I just had the worst day, and really need an outlet for all the emotions I'm feeling tbh. This will be long.
It was my DS's first day at reception (mainstream). He has been privately diagnosed with ASD at the beginning of this year, but we knew for a long time prior to the diagnosis. We were very open and honest with his new school about his needs and challenges, and actively approached them with all the information & reports from the paediatrician, ed psych, nursery, SALT etc.
We came to a mutual agreement that he needs to ease into it gently, so he only went in for 2h today, as it was his first day. Well according to my DP (son's dad), all hell broke loose when he went in to collect him. The SENCO was already waiting for him, and had a very unpleasant chat with him about our son's out of control behaviour (think throwing things out the window, constantly running around, hiding in a cupboard etc.) she openly admitted to shouting at him, and generally losing her composure. It felt very brutal from what DP said, and he was very sad about it too.

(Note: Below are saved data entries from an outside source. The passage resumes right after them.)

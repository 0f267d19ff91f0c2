//! Crate-wide error type.
//!
//! Every fallible operation in the pipeline returns `Result<T, Error>`.
//! Evaluation performs no ahead-of-time validation: type mismatches surface
//! at `eval()` time from the operator/method that hit them, attribute errors
//! surface at `access()` time, and layout locations are rejected when display
//! options are built (never at layout time).

use thiserror::Error;

/// Convenience alias used throughout the crate.
pub type Result<T> = std::result::Result<T, Error>;

/// All errors the reactive pipeline can produce.
#[derive(Debug, Clone, PartialEq, Error)]
pub enum Error {
    /// Attribute lookup failed on the current evaluated value.
    #[error("no attribute `{name}` on {kind} value")]
    UnknownAttribute { name: String, kind: &'static str },

    /// Method dispatch failed on the current evaluated value.
    #[error("no method `{name}` on {kind} value")]
    UnknownMethod { name: String, kind: &'static str },

    /// An attribute that resolves to a method was read as data.
    #[error("`{name}` is a method of {kind} values and must be called")]
    PendingAttribute { name: String, kind: &'static str },

    /// Observable has no field with this name.
    #[error("no field `{0}` on observable")]
    UnknownField(String),

    /// Binary operator applied to incompatible operand types.
    #[error("unsupported operand types for `{op}`: {lhs} and {rhs}")]
    TypeMismatch {
        op: &'static str,
        lhs: &'static str,
        rhs: &'static str,
    },

    /// Unary operator applied to an incompatible operand type.
    #[error("unsupported operand type for `{op}`: {kind}")]
    UnaryMismatch { op: &'static str, kind: &'static str },

    /// Integer division or modulo by zero.
    #[error("division by zero")]
    DivisionByZero,

    /// Sequence index out of range.
    #[error("index {index} out of range for length {len}")]
    IndexOutOfRange { index: i64, len: usize },

    /// Value cannot be indexed with the given key kind.
    #[error("cannot index {kind} value with {key} key")]
    InvalidIndex { kind: &'static str, key: &'static str },

    /// Map lookup failed.
    #[error("no key `{0}`")]
    MissingKey(String),

    /// Table column lookup failed.
    #[error("no column `{0}`")]
    MissingColumn(String),

    /// Table columns have unequal lengths.
    #[error("column `{name}` has {got} rows, expected {expected}")]
    RaggedColumn {
        name: String,
        expected: usize,
        got: usize,
    },

    /// Wrong number of arguments for a method or free function.
    ///
    /// Transform-output predicates that report this error are treated as
    /// "does not apply"; every other predicate error propagates.
    #[error("`{name}` expects {expected} argument(s), got {got}")]
    Arity {
        name: String,
        expected: usize,
        got: usize,
    },

    /// `set()` was called on a pipeline whose root is a live reference.
    #[error("cannot override a reference root")]
    ReferenceRoot,

    /// `call()` was invoked with no pending attribute to finalize.
    #[error("pipeline node is not callable without a pending attribute")]
    NotCallable,

    /// Layout location string did not match any known location.
    #[error("unknown layout location `{0}`")]
    UnknownLocation(String),
}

For context, I am well aware of how disruptive he can be, and it is a constant uphill struggle for us, every day. He is incredibly bright, excellent at maths, reading, incredible spelling, but his behaviour is so challenging that I cry every day and regret becoming a mother. We are in the process of getting an EHCP in place, and eventually a specialist school placement.
Just as I came back from work today, and we sat down to chat about this, his phone rang. It was the police, who said they received a call from that number from a distressed sounding child. What actually happened was that he managed to get hold of his father's phone and dial 999, then got caught and screamed in excitement. He's dialled it before, but we always stopped him in time. My DP calmly explained the situation, and apologised profusely. They said that because he screamed on the phone, they had a duty to attend. Which is fair enough and reassuring, but god almighty it was the last thing I needed today. They were really lovely about it, and one of the officers actually talked to us about his own autistic son, he understood our struggles. But the whole thing was just so soul-destroying. I know it's just standard protocol, but having them look in my fridge to check if we had food for him, asking to take a picture of his birth certificate, offering to put us in touch with SS... Oh and of course the school will be contacted as well :(
I feel completely crushed today. My little boy fell asleep in my arms tonight, so calm and beautiful, like nothing ever happened. But I can't stop crying. The future terrifies me.